Activity:
Show every line of the data that includes the word "derive".

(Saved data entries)
○ ○ ○ ○ ○ ○ ○

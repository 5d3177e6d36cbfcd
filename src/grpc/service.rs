use std::sync::Arc;

use tokio::sync::mpsc;
use tokio_stream::wrappers::ReceiverStream;
use tonic::{Request, Response, Status};
use uuid::Uuid;

use crate::auth::{self, Identity};
use crate::job::{JobError, JobStatus, JobType};
use crate::proto::tele_worker_server::TeleWorker;
use crate::proto::{
    GetJobStatusRequest, GetJobStatusResponse, JobStatus as ProtoJobStatus,
    JobType as ProtoJobType, StartJobRequest, StartJobResponse, StopJobRequest, StopJobResponse,
    StreamOutputRequest, StreamOutputResponse,
};
use crate::worker::{Worker, WorkerError};

const JOB_NOT_FOUND: &str = "job not found";

/// gRPC service dispatching job operations to the [`Worker`].
pub struct TeleWorkerService {
    worker: Arc<Worker>,
}

impl TeleWorkerService {
    pub fn new(worker: Arc<Worker>) -> Self {
        Self { worker }
    }

    /// Checks that the caller may access the given job. Admins may access
    /// any job; regular users only their own. Both an unknown id and an
    /// ownership mismatch surface as NotFound, so valid ids owned by other
    /// users are not revealed.
    async fn authorize<T>(
        &self,
        request: &Request<T>,
        job_id: &str,
    ) -> Result<(Identity, Uuid), Status> {
        let identity = auth::identity_from_request(request)?;
        let job_id = parse_job_id(job_id)?;

        if identity.is_admin() {
            return Ok((identity, job_id));
        }

        let owner = self
            .worker
            .job_owner(&job_id)
            .await
            .map_err(|_| Status::not_found(JOB_NOT_FOUND))?;
        if owner.username != identity.username {
            return Err(Status::not_found(JOB_NOT_FOUND));
        }
        Ok((identity, job_id))
    }
}

#[tonic::async_trait]
impl TeleWorker for TeleWorkerService {
    async fn start_job(
        &self,
        request: Request<StartJobRequest>,
    ) -> Result<Response<StartJobResponse>, Status> {
        let identity = auth::identity_from_request(&request)?;
        let req = request.into_inner();

        if req.command.is_empty() {
            return Err(Status::invalid_argument("command must not be empty"));
        }
        let job_type = match ProtoJobType::try_from(req.job_type) {
            Ok(ProtoJobType::Unspecified | ProtoJobType::Local) => JobType::Local,
            _ => return Err(Status::invalid_argument("unknown job type")),
        };

        let job_id = self
            .worker
            .start_job(job_type, req.command.clone(), req.args.clone(), identity.clone())
            .await
            .map_err(|err| Status::internal(format!("failed to start job: {err}")))?;

        tracing::info!(
            job_id = %job_id,
            command = %req.command,
            args = ?req.args,
            user = %identity.username,
            "started job"
        );

        Ok(Response::new(StartJobResponse {
            job_id: job_id.to_string(),
        }))
    }

    async fn get_job_status(
        &self,
        request: Request<GetJobStatusRequest>,
    ) -> Result<Response<GetJobStatusResponse>, Status> {
        let job_id_str = request.get_ref().job_id.clone();
        let (_, job_id) = self.authorize(&request, &job_id_str).await?;

        let result = self
            .worker
            .job_status(&job_id)
            .await
            .map_err(|err| match err {
                WorkerError::JobNotFound => Status::not_found(JOB_NOT_FOUND),
                other => Status::internal(format!("failed to get job status: {other}")),
            })?;

        Ok(Response::new(GetJobStatusResponse {
            job_id: job_id_str,
            status: status_to_proto(result.status) as i32,
            exit_code: result.exit_code,
        }))
    }

    async fn stop_job(
        &self,
        request: Request<StopJobRequest>,
    ) -> Result<Response<StopJobResponse>, Status> {
        let job_id_str = request.get_ref().job_id.clone();
        let (_, job_id) = self.authorize(&request, &job_id_str).await?;

        self.worker.stop_job(&job_id).await.map_err(|err| match err {
            WorkerError::JobNotFound => Status::not_found(JOB_NOT_FOUND),
            WorkerError::Job(JobError::NotRunning) => {
                Status::failed_precondition("job is not running")
            }
            other => Status::internal(format!("failed to stop job: {other}")),
        })?;

        Ok(Response::new(StopJobResponse {}))
    }

    type StreamOutputStream = ReceiverStream<Result<StreamOutputResponse, Status>>;

    async fn stream_output(
        &self,
        request: Request<StreamOutputRequest>,
    ) -> Result<Response<Self::StreamOutputStream>, Status> {
        let job_id_str = request.get_ref().job_id.clone();
        let (_, job_id) = self.authorize(&request, &job_id_str).await?;

        let mut subscriber = self
            .worker
            .stream_output(&job_id)
            .await
            .map_err(|_| Status::not_found(JOB_NOT_FOUND))?;

        let (tx, rx) = mpsc::channel::<Result<StreamOutputResponse, Status>>(16);
        tokio::spawn(async move {
            let mut buf = vec![0u8; 4096];
            loop {
                tokio::select! {
                    // The client went away; close the subscriber so nothing
                    // keeps waiting on its behalf.
                    _ = tx.closed() => {
                        subscriber.close();
                        break;
                    }
                    read = subscriber.read(&mut buf) => match read {
                        Ok(0) => break,
                        Ok(n) => {
                            let chunk = StreamOutputResponse {
                                data: buf[..n].to_vec(),
                            };
                            if tx.send(Ok(chunk)).await.is_err() {
                                subscriber.close();
                                break;
                            }
                        }
                        Err(_) => {
                            let _ = tx
                                .send(Err(Status::cancelled("stream cancelled")))
                                .await;
                            break;
                        }
                    },
                }
            }
        });

        Ok(Response::new(ReceiverStream::new(rx)))
    }
}

fn parse_job_id(job_id: &str) -> Result<Uuid, Status> {
    // Malformed ids are indistinguishable from unknown ones.
    Uuid::parse_str(job_id).map_err(|_| Status::not_found(JOB_NOT_FOUND))
}

fn status_to_proto(status: JobStatus) -> ProtoJobStatus {
    match status {
        JobStatus::Submitted => ProtoJobStatus::Submitted,
        JobStatus::Running => ProtoJobStatus::Running,
        JobStatus::Success => ProtoJobStatus::Success,
        JobStatus::Failed => ProtoJobStatus::Failed,
        JobStatus::Killed => ProtoJobStatus::Killed,
    }
}
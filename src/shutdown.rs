use tokio::signal::unix::{signal, SignalKind};
use tokio_util::sync::CancellationToken;

/// Installs a handler for SIGTERM and SIGINT.
///
/// Returns a `CancellationToken` cancelled when either signal arrives. When
/// the token fires, the server stops accepting requests and the worker
/// closes all job output buffers so in-flight streams can unblock.
pub fn install_shutdown_handler() -> CancellationToken {
    let token = CancellationToken::new();
    let handler_token = token.clone();

    tokio::spawn(async move {
        let mut sigterm =
            signal(SignalKind::terminate()).expect("failed to install SIGTERM handler");
        let mut sigint = signal(SignalKind::interrupt()).expect("failed to install SIGINT handler");

        tokio::select! {
            _ = sigterm.recv() => {
                tracing::info!("received SIGTERM, shutting down");
            }
            _ = sigint.recv() => {
                tracing::info!("received SIGINT, shutting down");
            }
        }

        handler_token.cancel();
    });

    token
}
//! Job registry: names jobs, binds them to owners, and dispatches lifecycle
//! operations.

use std::collections::HashMap;
use std::sync::Arc;

use thiserror::Error;
use tokio::sync::RwLock;
use uuid::Uuid;

use crate::auth::Identity;
use crate::job::{self, JobError, JobType, LocalJob, StatusResult};
use crate::output::Subscriber;
use crate::resources::{Manager, ResourceError};

#[derive(Debug, Error)]
pub enum WorkerError {
    #[error("job not found")]
    JobNotFound,

    #[error(transparent)]
    Job(#[from] JobError),

    #[error("failed to create cgroup: {0}")]
    Resources(#[from] ResourceError),
}

struct JobEntry {
    job: Arc<LocalJob>,
    owner: Identity,
}

/// Options for constructing a [`Worker`].
#[derive(Default)]
pub struct Options {
    /// Cgroup manager for per-job resource limits. `None` runs every job
    /// without limits and without cgroup-based kill.
    pub cgroup_mgr: Option<Manager>,
    /// Skip cgroup cleanup when jobs exit, so tests can inspect the group
    /// directory after a job finishes.
    pub no_cleanup: bool,
}

/// Manages a set of running jobs.
///
/// Finished jobs are never removed from the map; a long-running deployment
/// would need an expiry mechanism to bound memory growth.
pub struct Worker {
    jobs: RwLock<HashMap<Uuid, JobEntry>>,
    cgroup_mgr: Option<Manager>,
    no_cleanup: bool,
}

impl Worker {
    pub fn new(opts: Options) -> Self {
        Self {
            jobs: RwLock::new(HashMap::new()),
            cgroup_mgr: opts.cgroup_mgr,
            no_cleanup: opts.no_cleanup,
        }
    }

    /// Starts a command and returns the new job's id. The owner is recorded
    /// for authorization checks. On any failure before the job is tracked,
    /// partially created resources are released.
    pub async fn start_job(
        &self,
        job_type: JobType,
        command: String,
        args: Vec<String>,
        owner: Identity,
    ) -> Result<Uuid, WorkerError> {
        let job_id = Uuid::new_v4();

        let cgroup = match &self.cgroup_mgr {
            Some(mgr) => Some(mgr.create_cgroup(job_id)?),
            None => None,
        };

        let job = Arc::new(job::new_job(
            job_type,
            job_id,
            command,
            args,
            job::Options {
                cgroup,
                no_cleanup: self.no_cleanup,
            },
        ));

        // start releases the cgroup itself when the spawn fails.
        job.start()?;

        self.jobs.write().await.insert(
            job_id,
            JobEntry {
                job: Arc::clone(&job),
                owner,
            },
        );

        tokio::spawn(async move { job.wait().await });

        Ok(job_id)
    }

    async fn get_job(&self, job_id: &Uuid) -> Result<Arc<LocalJob>, WorkerError> {
        self.jobs
            .read()
            .await
            .get(job_id)
            .map(|entry| Arc::clone(&entry.job))
            .ok_or(WorkerError::JobNotFound)
    }

    /// The identity of the job's owner.
    pub async fn job_owner(&self, job_id: &Uuid) -> Result<Identity, WorkerError> {
        self.jobs
            .read()
            .await
            .get(job_id)
            .map(|entry| entry.owner.clone())
            .ok_or(WorkerError::JobNotFound)
    }

    /// The status and exit code for a job.
    pub async fn job_status(&self, job_id: &Uuid) -> Result<StatusResult, WorkerError> {
        Ok(self.get_job(job_id).await?.status())
    }

    /// A subscriber for the job's combined stdout/stderr, starting at byte 0.
    pub async fn stream_output(&self, job_id: &Uuid) -> Result<Subscriber, WorkerError> {
        Ok(self.get_job(job_id).await?.output().subscribe())
    }

    /// Kills a running job.
    pub async fn stop_job(&self, job_id: &Uuid) -> Result<(), WorkerError> {
        let job = self.get_job(job_id).await?;
        tracing::info!(job_id = %job_id, "stopping job");
        Ok(job.stop()?)
    }

    /// Stops every job and closes its output buffer, unblocking all stream
    /// subscribers so in-flight streaming RPCs can return during graceful
    /// shutdown.
    pub async fn shutdown(&self) {
        let jobs: Vec<Arc<LocalJob>> = self
            .jobs
            .read()
            .await
            .values()
            .map(|entry| Arc::clone(&entry.job))
            .collect();

        for job in jobs {
            // Jobs that already finished report not-running; that is fine.
            let _ = job.stop();
            job.output().close();
        }
    }
}
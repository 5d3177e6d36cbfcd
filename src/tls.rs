//! TLS material loading for mutual TLS.
//!
//! Both the server and the client verify their peer against a shared CA; the
//! server additionally requires a client certificate, whose subject carries
//! the caller's identity.

use std::path::PathBuf;

use tokio::fs;
use tonic::transport::{Certificate, ClientTlsConfig, Identity, ServerTlsConfig};

use crate::config::TlsPaths;

#[derive(Debug, thiserror::Error)]
pub enum TlsError {
    #[error("CA certificate not found: {0}")]
    CaCertNotFound(PathBuf),

    #[error("certificate not found: {0}")]
    CertNotFound(PathBuf),

    #[error("private key not found: {0}")]
    KeyNotFound(PathBuf),

    #[error("failed to read file: {0}")]
    Io(#[from] std::io::Error),
}

/// Loaded TLS materials: this endpoint's certificate + key, and the CA used
/// to verify peers.
#[derive(Clone)]
pub struct TlsIdentity {
    identity: Identity,
    ca_cert: Certificate,
}

impl TlsIdentity {
    /// Loads PEM files from the given paths.
    pub async fn load(paths: &TlsPaths) -> Result<Self, TlsError> {
        if !paths.ca_cert_path.exists() {
            return Err(TlsError::CaCertNotFound(paths.ca_cert_path.clone()));
        }
        if !paths.cert_path.exists() {
            return Err(TlsError::CertNotFound(paths.cert_path.clone()));
        }
        if !paths.key_path.exists() {
            return Err(TlsError::KeyNotFound(paths.key_path.clone()));
        }

        let ca_pem = fs::read(&paths.ca_cert_path).await?;
        let cert_pem = fs::read(&paths.cert_path).await?;
        let key_pem = fs::read(&paths.key_path).await?;

        Ok(Self::from_pem(&ca_pem, &cert_pem, &key_pem))
    }

    /// Builds materials from in-memory PEM data.
    pub fn from_pem(ca_pem: &[u8], cert_pem: &[u8], key_pem: &[u8]) -> Self {
        Self {
            identity: Identity::from_pem(cert_pem, key_pem),
            ca_cert: Certificate::from_pem(ca_pem),
        }
    }

    /// Server-side config: presents this endpoint's certificate and requires
    /// clients to present one signed by the CA.
    pub fn server_tls_config(&self) -> ServerTlsConfig {
        ServerTlsConfig::new()
            .identity(self.identity.clone())
            .client_ca_root(self.ca_cert.clone())
    }

    /// Client-side config: presents this endpoint's certificate and verifies
    /// the server against the CA under the given name.
    pub fn client_tls_config(&self, server_name: &str) -> ClientTlsConfig {
        ClientTlsConfig::new()
            .domain_name(server_name)
            .ca_certificate(self.ca_cert.clone())
            .identity(self.identity.clone())
    }
}

#[cfg(test)]
mod tests {
    use super::*;

    #[tokio::test]
    async fn load_nonexistent_ca_fails_first() {
        let paths = TlsPaths {
            ca_cert_path: PathBuf::from("/nonexistent/ca.crt"),
            cert_path: PathBuf::from("/nonexistent/server.crt"),
            key_path: PathBuf::from("/nonexistent/server.key"),
        };
        let result = TlsIdentity::load(&paths).await;
        assert!(matches!(result, Err(TlsError::CaCertNotFound(_))));
    }

    #[tokio::test]
    async fn load_reports_which_file_is_missing() {
        let dir = std::env::temp_dir();
        let ca = dir.join(format!("teleworker-tls-test-{}.crt", std::process::id()));
        std::fs::write(&ca, "not a real cert").expect("failed to write test file");

        let paths = TlsPaths {
            ca_cert_path: ca.clone(),
            cert_path: PathBuf::from("/nonexistent/server.crt"),
            key_path: PathBuf::from("/nonexistent/server.key"),
        };
        let result = TlsIdentity::load(&paths).await;
        assert!(matches!(result, Err(TlsError::CertNotFound(_))));

        std::fs::remove_file(&ca).expect("failed to remove test file");
    }
}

○ ○ ○ ○ ○ ○ ○

Problem solution:
#[derive(Debug, Error)]
#[derive(Default)]
#[derive(Debug, thiserror::Error)]
#[derive(Clone)]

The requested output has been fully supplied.